When selling products and services, photos, illustrations and bold color palettes naturally bring any design to life. Visual branding provokes much emotion. These promotional moments are in some sense easier. And your readers are feeling all kinds of things (whether they know it or not).
But what about corporation communications broadly? What about your deliverables that are pure content, pure words—white papers, quarterly reporting, research articles, certain PowerPoints—that often rely less on imagery, and more on typography and other types of content organization for maximum effect? In these cases (annual reports are the exception), the document type will often drive your top-level design decisions.
Some of your readers will be happy to hack through dense copy. Some will skim. Some will browse. You can make them happy in different ways. Use typography, varied fonts, and bold headlines to call out key concepts. Or use graphics to snapshot a big idea. Or take that section on “investment process” and make it visual with a process diagram so readers can “see” it.

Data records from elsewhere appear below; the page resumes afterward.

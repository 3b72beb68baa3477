mod api;
mod auth;
mod config;
mod errors;
mod models;
mod openapi;
mod state;
mod store;
#[cfg(test)]
mod test_utils;

use crate::state::AppState;
use axum::Router;
use log::{error, info};
use std::net::SocketAddr;
use utoipa::OpenApi;
use utoipa_axum::router::OpenApiRouter;
use utoipa_scalar::{Scalar, Servable};

#[tokio::main]
async fn main() {
    // Initialize logging
    env_logger::init_from_env(env_logger::Env::default().default_filter_or("info"));

    // Load configuration
    let config = match config::BarkeepConfig::new() {
        Ok(config) => config,
        Err(e) => {
            error!("Configuration error: {}", e);
            std::process::exit(1);
        }
    };
    let port = config.port;

    // Initialize application state (store backend + token validator)
    let state = match AppState::new(config).await {
        Ok(state) => state,
        Err(e) => {
            error!("Failed to initialize application state: {}", e);
            std::process::exit(1);
        }
    };

    // Create application
    let app = create_app(state).await;

    // Build server address
    let addr = SocketAddr::from(([0, 0, 0, 0], port));

    // Start server
    let listener = match tokio::net::TcpListener::bind(&addr).await {
        Ok(listener) => listener,
        Err(e) => {
            error!("Failed to bind to {}: {}", addr, e);
            std::process::exit(1);
        }
    };

    info!("Server running on {}, press Ctrl+C to stop", addr);
    let serve = axum::serve(listener, app)
        .with_graceful_shutdown(shutdown_signal())
        .await;
    if let Err(e) = serve {
        error!("Server error: {}", e);
        std::process::exit(1);
    }
    info!("Server shutdown complete");
}

/// Create a new application instance with a given state
pub async fn create_app(state: AppState) -> Router {
    // Create OpenAPI documentation
    let (openapi_router, api_doc) =
        OpenApiRouter::with_openapi(openapi::ApiDoc::openapi()).split_for_parts();

    Router::new()
        .merge(api::router(&state))
        .merge(openapi_router)
        .merge(Scalar::with_url("/scalar", api_doc.clone()))
        .with_state(state)
}

// Simple signal handler that works on all platforms
async fn shutdown_signal() {
    let ctrl_c = async {
        tokio::signal::ctrl_c()
            .await
            .expect("Failed to install Ctrl+C handler");
    };

    #[cfg(unix)]
    let terminate = async {
        tokio::signal::unix::signal(tokio::signal::unix::SignalKind::terminate())
            .expect("Failed to install signal handler")
            .recv()
            .await;
    };

    #[cfg(not(unix))]
    let terminate = std::future::pending::<()>();

    tokio::select! {
        _ = ctrl_c => {
            info!("Received Ctrl+C, shutting down");
        },
        _ = terminate => {
            info!("Received SIGTERM, shutting down");
        }
    }
}
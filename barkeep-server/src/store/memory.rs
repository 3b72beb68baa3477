use super::{DrinkStore, StoreError};
use crate::models::{Drink, Ingredient};
use async_trait::async_trait;
use std::collections::BTreeMap;
use std::sync::Arc;
use tokio::sync::RwLock;

/// In-memory store backed by an ordered map with monotonically increasing
/// ids. Used by the test fixture and for local runs without a database.
#[derive(Clone, Default)]
pub struct MemoryStore {
    inner: Arc<RwLock<Inner>>,
}

#[derive(Default)]
struct Inner {
    next_id: i32,
    drinks: BTreeMap<i32, Drink>,
}

impl MemoryStore {
    pub fn new() -> Self {
        Self::default()
    }
}

#[async_trait]
impl DrinkStore for MemoryStore {
    async fn list(&self) -> Result<Vec<Drink>, StoreError> {
        let inner = self.inner.read().await;
        Ok(inner.drinks.values().cloned().collect())
    }

    async fn get(&self, id: i32) -> Result<Option<Drink>, StoreError> {
        let inner = self.inner.read().await;
        Ok(inner.drinks.get(&id).cloned())
    }

    async fn insert(&self, title: &str, recipe: &[Ingredient]) -> Result<Drink, StoreError> {
        let mut inner = self.inner.write().await;
        inner.next_id += 1;
        let drink = Drink {
            id: inner.next_id,
            title: title.to_string(),
            recipe: recipe.to_vec(),
        };
        inner.drinks.insert(drink.id, drink.clone());
        Ok(drink)
    }

    async fn update(
        &self,
        id: i32,
        title: &str,
        recipe: &[Ingredient],
    ) -> Result<Drink, StoreError> {
        let mut inner = self.inner.write().await;
        let drink = inner.drinks.get_mut(&id).ok_or(StoreError::NotFound)?;
        drink.title = title.to_string();
        drink.recipe = recipe.to_vec();
        Ok(drink.clone())
    }

    async fn delete(&self, id: i32) -> Result<(), StoreError> {
        let mut inner = self.inner.write().await;
        inner.drinks.remove(&id).ok_or(StoreError::NotFound)?;
        Ok(())
    }

    async fn health_check(&self) -> Result<(), String> {
        Ok(())
    }
}
pub(crate) mod drinks;
pub(crate) mod health;

use crate::errors::ApiError;
use crate::state::AppState;
use axum::Router;
use tower_http::cors::{Any, CorsLayer};

/// Combines all API routes into a single router
pub(super) fn router(state: &AppState) -> Router<AppState> {
    Router::new()
        .merge(health::router())
        .merge(drinks::router(state))
        .fallback(fallback)
        .layer(cors_layer())
}

/// Unmatched requests still get the uniform error envelope
async fn fallback() -> ApiError {
    ApiError::not_found("resource not found")
}

fn cors_layer() -> CorsLayer {
    CorsLayer::new()
        .allow_origin(Any)
        .allow_methods(Any)
        .allow_headers(Any)
}
use serde::Deserialize;

/// Specifies which store implementation to use
#[derive(Debug, Deserialize, Clone, PartialEq, Default)]
#[serde(rename_all = "kebab-case")]
pub enum StoreKind {
    Postgres,
    #[serde(other)]
    #[default]
    Memory,
}

/// Configuration for the persistence layer
#[derive(Debug, Deserialize, Clone)]
pub struct DatabaseConfig {
    /// Store type: "postgres" or "memory" (default)
    #[serde(default)]
    pub store: StoreKind,

    /// Postgres connection string
    #[serde(default)]
    pub url: String,

    /// Maximum number of pooled connections (default: 4)
    #[serde(default = "default_pool")]
    pub pool: usize,
}

fn default_pool() -> usize {
    4
}

impl Default for DatabaseConfig {
    fn default() -> Self {
        Self {
            store: StoreKind::default(),
            url: String::new(),
            pool: default_pool(),
        }
    }
}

In a word, these types of documents require thoughtful content organization for different levels of readers. It’s not so much, say, about color in this context. But quotes and body text can take on a design “style” that brings the document to life.
Design the language
Designing words? Really? Yes. The challenge is making a content-driven piece graphically exciting, appealing, and legible, without relying on the intensity of photography, color, or illustrations. We’ve all seen the word-heavy PowerPoint (often abused as a business tool) that asks the human brain to absorb wall-to-wall text. A fix here is simple with not only fewer words, but more typographic flourishes and graphics that balance the visual hierarchy page for page, and hit the eye better. The results can be transformative.
Handsome design strategies pay
Remember: in our info-overloaded age, every extra word is like 100 extra words. So being mindful of presentation and a strong graphic intention can help you deliver the message to great fanfare.